Y, por eso mismo, la organización Reporteros Sin Fronteras (RSF) pidió a la Organización de las Naciones Unidas (ONU) y a la Organización Mundial de la Salud (OMS) que vigilen las violaciones contra la libertad de prensa que se cometen a propósito de la crisis causada por la pandemia del Covid-19.
El secretario general de RSF, Christophe Deloire, recordó que Guterres consideró la pandemia como “el mayor desafío desde la Segunda Guerra Mundial”, lo que obliga a vigilar la “multiplicación de violaciones de la libertad de prensa cometidas por numerosos gobiernos en respuesta a esta crisis inédita” (Efecto Cocuyo, 2020).
Mientras que Ricardo Trotti, director ejecutivo de la Sociedad Interamericana de Prensa (SIP), informó que hasta mediados de julio la entidad había registrado 109 reporteros y trabajadores de prensa latinoamericanos fallecidos por la covid-19, contagiados en cumplimiento de su labor informativa.
Es un nuevo desafío para la seguridad de los periodistas —observó Trotti— porque “durante esta pandemia murieron por causas de la covid-19 más periodistas y personal de medios que en cinco años de represalias tomadas por los criminales” (El País, 2020).
El legendario reportero Albert Londres (1884-1932) contó alguna vez que mientras cubría la Primera Guerra Mundial, en el frente de batalla de Amberes, un general del ejército francés se acercó al pequeño grupo de periodistas con el que estaba y les dijo, muy mortificado porque era un día de derrota para sus tropas: “Señores, la gente de su oficio se encuentra muchas veces donde no debería estar”. Y, tras un corto silencio, agregó: “Por eso leemos los periódicos” (Gambini, 2020).
Por eso en nuestro tiempo seguimos leyendo los periódicos y vemos los noticieros de la televisión; por eso vemos, leemos y escuchamos los contenidos multiplataforma que nos ofrecen los reporteros en condición de calle; ellos son ahora los corresponsales de las guerras modernas.

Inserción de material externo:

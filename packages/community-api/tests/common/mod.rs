//! Shared helpers for the endpoint integration tests.

#![allow(dead_code)]

use std::sync::Arc;

use http_body_util::Full;
use hyper::body::Bytes;
use hyper::header::{AUTHORIZATION, CONTENT_TYPE};
use hyper::{Method, Request, Response};
use serde_json::Value;
use tempfile::TempDir;

use community_api::router::{AppState, Router};
use community_core::config::{SiteConfig, SiteSettings};
use community_core::member::{Member, Role};
use community_core::profile::{FieldGroup, NewFieldGroup};
use community_core::Community;

pub const PREFIX: &str = "/buddypress/v1";

/// A router over a fresh community with one member per interesting role.
pub struct TestSite {
    pub router: Router,
    pub admin: Member,
    pub subscriber: Member,
    pub other: Member,
    pub group: FieldGroup,
    _data_dir: TempDir,
}

impl TestSite {
    pub fn new() -> Self {
        Self::with_settings(SiteSettings::default())
    }

    pub fn with_settings(settings: SiteSettings) -> Self {
        Self::with_config(SiteConfig {
            settings,
            ..Default::default()
        })
    }

    /// A site over `config`, with its data directory swapped for a temporary one.
    pub fn with_config(config: SiteConfig) -> Self {
        let data_dir = tempfile::tempdir().unwrap();
        let config = SiteConfig {
            data_dir: data_dir.path().to_path_buf(),
            ..config
        };

        let community = Arc::new(Community::new());
        let admin = community
            .add_member("Admin", Role::Administrator, Some("admin-token".to_string()))
            .unwrap();
        let subscriber = community
            .add_member("Sub", Role::Subscriber, Some("sub-token".to_string()))
            .unwrap();
        let other = community
            .add_member("Other", Role::Subscriber, Some("other-token".to_string()))
            .unwrap();
        let group = community
            .create_group(NewFieldGroup::named("Base"))
            .unwrap();

        Self {
            router: Router::new(AppState::new(community, config)),
            admin,
            subscriber,
            other,
            group,
            _data_dir: data_dir,
        }
    }

    pub fn state(&self) -> &AppState {
        self.router.state()
    }

    /// Routes a request, turning routing errors into their JSON response.
    pub async fn send(&self, req: Request<Full<Bytes>>) -> (u16, Value) {
        let response: Response<Bytes> = match self.router.route(req).await {
            Ok(response) => response,
            Err(err) => err.into(),
        };
        let status = response.status().as_u16();
        let body = serde_json::from_slice(response.body()).unwrap_or(Value::Null);
        (status, body)
    }

    pub async fn json(
        &self,
        method: Method,
        path: &str,
        token: Option<&str>,
        body: Option<Value>,
    ) -> (u16, Value) {
        let mut builder = Request::builder().method(method).uri(path);
        if let Some(token) = token {
            builder = builder.header(AUTHORIZATION, format!("Bearer {}", token));
        }
        let body = match body {
            Some(body) => {
                builder = builder.header(CONTENT_TYPE, "application/json");
                Bytes::from(serde_json::to_vec(&body).unwrap())
            }
            None => Bytes::new(),
        };
        self.send(builder.body(Full::new(body)).unwrap()).await
    }

    pub async fn get(&self, path: &str, token: Option<&str>) -> (u16, Value) {
        self.json(Method::GET, path, token, None).await
    }
}

/// A multipart body with one file part named `file`.
pub fn multipart_file(file_name: &str, content_type: &str, bytes: &[u8]) -> (String, Bytes) {
    let boundary = "----community-test-boundary";
    let mut body = Vec::new();
    body.extend_from_slice(format!("--{}\r\n", boundary).as_bytes());
    body.extend_from_slice(
        format!(
            "Content-Disposition: form-data; name=\"file\"; filename=\"{}\"\r\n",
            file_name
        )
        .as_bytes(),
    );
    body.extend_from_slice(format!("Content-Type: {}\r\n\r\n", content_type).as_bytes());
    body.extend_from_slice(bytes);
    body.extend_from_slice(format!("\r\n--{}--\r\n", boundary).as_bytes());
    (
        format!("multipart/form-data; boundary={}", boundary),
        Bytes::from(body),
    )
}

/// Error code of an error envelope.
pub fn error_code(body: &Value) -> &str {
    body["error"]["code"].as_str().unwrap_or_default()
}
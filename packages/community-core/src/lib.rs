//! Storage layer for the community REST service.
//!
//! Holds members, profile field groups, profile fields and their meta,
//! the disk-backed avatar store, and the registry of plugin-style
//! extension fields layered onto the profile field resource.

pub mod avatar;
pub mod community;
pub mod config;
pub mod error;
pub mod extension;
pub mod member;
pub mod profile;
pub mod render;
pub mod seed;

pub use community::Community;
pub use error::CommunityError;
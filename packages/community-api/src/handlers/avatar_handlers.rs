//! Member avatar handlers.

use futures_util::future::ready;
use futures_util::stream::once;
use hyper::body::Bytes;
use hyper::Response;
use serde::Serialize;

use crate::router::{AppState, RouterError};
use community_core::avatar::{AvatarUpload, AvatarUrls};
use community_core::member::Member;

use super::request_utils::{
    json_response, map_core_error_to_router_error, path_id, MatchitParams, RestRequest,
};

/// Name of the multipart part carrying the image.
const FILE_PART: &str = "file";

/// Response of an avatar deletion.
#[derive(Debug, Serialize)]
pub struct DeletedAvatar {
    pub deleted: bool,
    pub previous: AvatarUrls,
}

fn alt_text(member: &Member) -> String {
    format!("Profile picture of {}", member.name)
}

/// Resolves the `{user_id}` path parameter to a member.
fn target_member(params: &MatchitParams<'_, '_>, state: &AppState) -> Result<Member, RouterError> {
    let member_id = path_id(params, "user_id", RouterError::InvalidMember)?;
    state
        .community
        .member(member_id)
        .map_err(map_core_error_to_router_error)
}

/// Checks the caller may change `member`'s avatar.
fn require_avatar_editor(req: &RestRequest, member: &Member) -> Result<(), RouterError> {
    let viewer = req.context.require_login()?;
    if !viewer.can_edit_member(member.id) {
        tracing::warn!(
            "Member {} may not edit the avatar of member {}",
            viewer.id,
            member.id
        );
        return Err(req.context.denied());
    }
    Ok(())
}

/// Converts the avatar to `<img>` fragments when `html` is set.
fn present(
    req: &RestRequest,
    state: &AppState,
    member: &Member,
    urls: AvatarUrls,
) -> Result<AvatarUrls, RouterError> {
    if req.query().bool("html")?.unwrap_or(false) {
        Ok(state.avatars.to_html(&urls, member.id, &alt_text(member)))
    } else {
        Ok(urls)
    }
}

/// Fetches a member's avatar.
///
/// # Endpoint
/// `GET /{namespace}/{version}/members/{user_id}/avatar`
///
/// # Query Parameters
/// - `context`: `view` (default) or `edit`
/// - `html`: return `<img>` fragments instead of URLs
///
/// # Response
/// - **200 OK**: `[{"full": "...", "thumb": "..."}]`
///
/// # Errors
/// - **401 Unauthorized**: Community is private and the caller is anonymous
/// - **404 Not Found**: Unknown member
pub async fn get_avatar(
    req: RestRequest,
    params: MatchitParams<'_, '_>,
    state: AppState,
) -> Result<Response<Bytes>, RouterError> {
    req.context.check_community_visibility()?;
    req.query().context(Default::default())?;
    let member = target_member(&params, &state)?;

    let urls = state
        .avatars
        .fetch(member.id)
        .map_err(map_core_error_to_router_error)?;
    let urls = present(&req, &state, &member, urls)?;

    json_response(200, vec![urls])
}

/// Uploads a member's avatar, replacing any previous one.
///
/// # Endpoint
/// `POST /{namespace}/{version}/members/{user_id}/avatar`
///
/// # Request Body
/// `multipart/form-data` with the image in a part named `file`.
///
/// # Response
/// - **200 OK**: `[{"full": "...", "thumb": "..."}]`
///
/// # Errors
/// - **401 Unauthorized**: Anonymous caller
/// - **403 Forbidden**: Caller is neither the member nor a moderator
/// - **404 Not Found**: Unknown member
/// - **500 Internal Server Error**: Uploads disabled, no file, or the file was rejected
///
/// # Example
/// ```bash
/// curl -X POST http://localhost:8080/buddypress/v1/members/1/avatar \
///   -H "Authorization: Bearer <token>" \
///   -F "file=@avatar.png"
/// ```
pub async fn create_avatar(
    req: RestRequest,
    params: MatchitParams<'_, '_>,
    state: AppState,
) -> Result<Response<Bytes>, RouterError> {
    let member = target_member(&params, &state)?;
    require_avatar_editor(&req, &member)?;

    if req.context.settings.avatar_uploads_disabled {
        return Err(RouterError::UploadDisabled);
    }

    let upload = read_upload(&req).await?.ok_or(RouterError::MissingFile)?;
    let urls = state
        .avatars
        .store(member.id, &upload)
        .map_err(map_core_error_to_router_error)?;
    let urls = present(&req, &state, &member, urls)?;

    json_response(200, vec![urls])
}

/// Deletes a member's uploaded avatar.
///
/// # Endpoint
/// `DELETE /{namespace}/{version}/members/{user_id}/avatar`
///
/// # Response
/// - **200 OK**: `{"deleted": true, "previous": {"full": "...", "thumb": "..."}}`
///
/// # Errors
/// - **401 Unauthorized**: Anonymous caller
/// - **403 Forbidden**: Caller is neither the member nor a moderator
/// - **404 Not Found**: Unknown member, or no uploaded avatar
pub async fn delete_avatar(
    req: RestRequest,
    params: MatchitParams<'_, '_>,
    state: AppState,
) -> Result<Response<Bytes>, RouterError> {
    let member = target_member(&params, &state)?;
    require_avatar_editor(&req, &member)?;

    let previous = state
        .avatars
        .delete(member.id)
        .map_err(map_core_error_to_router_error)?;
    let previous = present(&req, &state, &member, previous)?;

    json_response(
        200,
        DeletedAvatar {
            deleted: true,
            previous,
        },
    )
}

/// Extracts the `file` part of a multipart body.
///
/// Returns `None` when the body is not multipart or has no such part.
async fn read_upload(req: &RestRequest) -> Result<Option<AvatarUpload>, RouterError> {
    let Some(content_type) = req
        .headers
        .get(hyper::header::CONTENT_TYPE)
        .and_then(|v| v.to_str().ok())
    else {
        return Ok(None);
    };
    let Ok(boundary) = multer::parse_boundary(content_type) else {
        return Ok(None);
    };

    let stream = once(ready(Ok::<_, std::io::Error>(req.body.clone())));
    let mut multipart = multer::Multipart::new(stream, boundary);

    while let Some(field) = multipart
        .next_field()
        .await
        .map_err(|e| RouterError::BadRequest(format!("Failed to read multipart field: {}", e)))?
    {
        if field.name() != Some(FILE_PART) {
            continue;
        }
        let file_name = field.file_name().unwrap_or_default().to_string();
        let content_type = field.content_type().map(|m| m.to_string());
        let bytes = field
            .bytes()
            .await
            .map_err(|e| RouterError::BadRequest(format!("Failed to read uploaded file: {}", e)))?;
        tracing::debug!("Received avatar upload '{}' ({} bytes)", file_name, bytes.len());
        return Ok(Some(AvatarUpload {
            file_name,
            content_type,
            bytes: bytes.to_vec(),
        }));
    }
    Ok(None)
}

Y porque su instinto de rastreadores los impulsa a acercarse para mirar y para sentir que “de cerca nadie —ni nada—es normal”.
Hoy a las ocho de la noche, me asomé al balcón de mi encierro para aplaudir la mirada de contacto de los reporteros y fotorreporteros de a pie que a su paso por los desiertos de cemento de ciudades colombinas y mundiales, también mostraron las postales de la naturaleza remozada por la cuarentena de sus habitantes. La hierba y las flores brotando por las grietas de los adoquines; los animales silvestres moviéndose por antejardines, parques, senderos, antesalas de hoteles y de edificios públicos, por las aguas y las costas de mares y ríos.
Sus oídos y sus micrófonos captaron el silencio denso que impregno el sistema circulatorio de todas esas ciudades —ciudades que antes no dormían— tras la retirada, al ritmo de espanto de sus marcapasos, de las tropas de turistas, trabajadores y vagabundos.
La naturaleza clama para que los animales humanos y su virulenta ambición sigan en cuarentena, y dejen respirar en paz al planeta tierra. Es la próxima noticia que los reporteros quieren salir a contar desde las calles.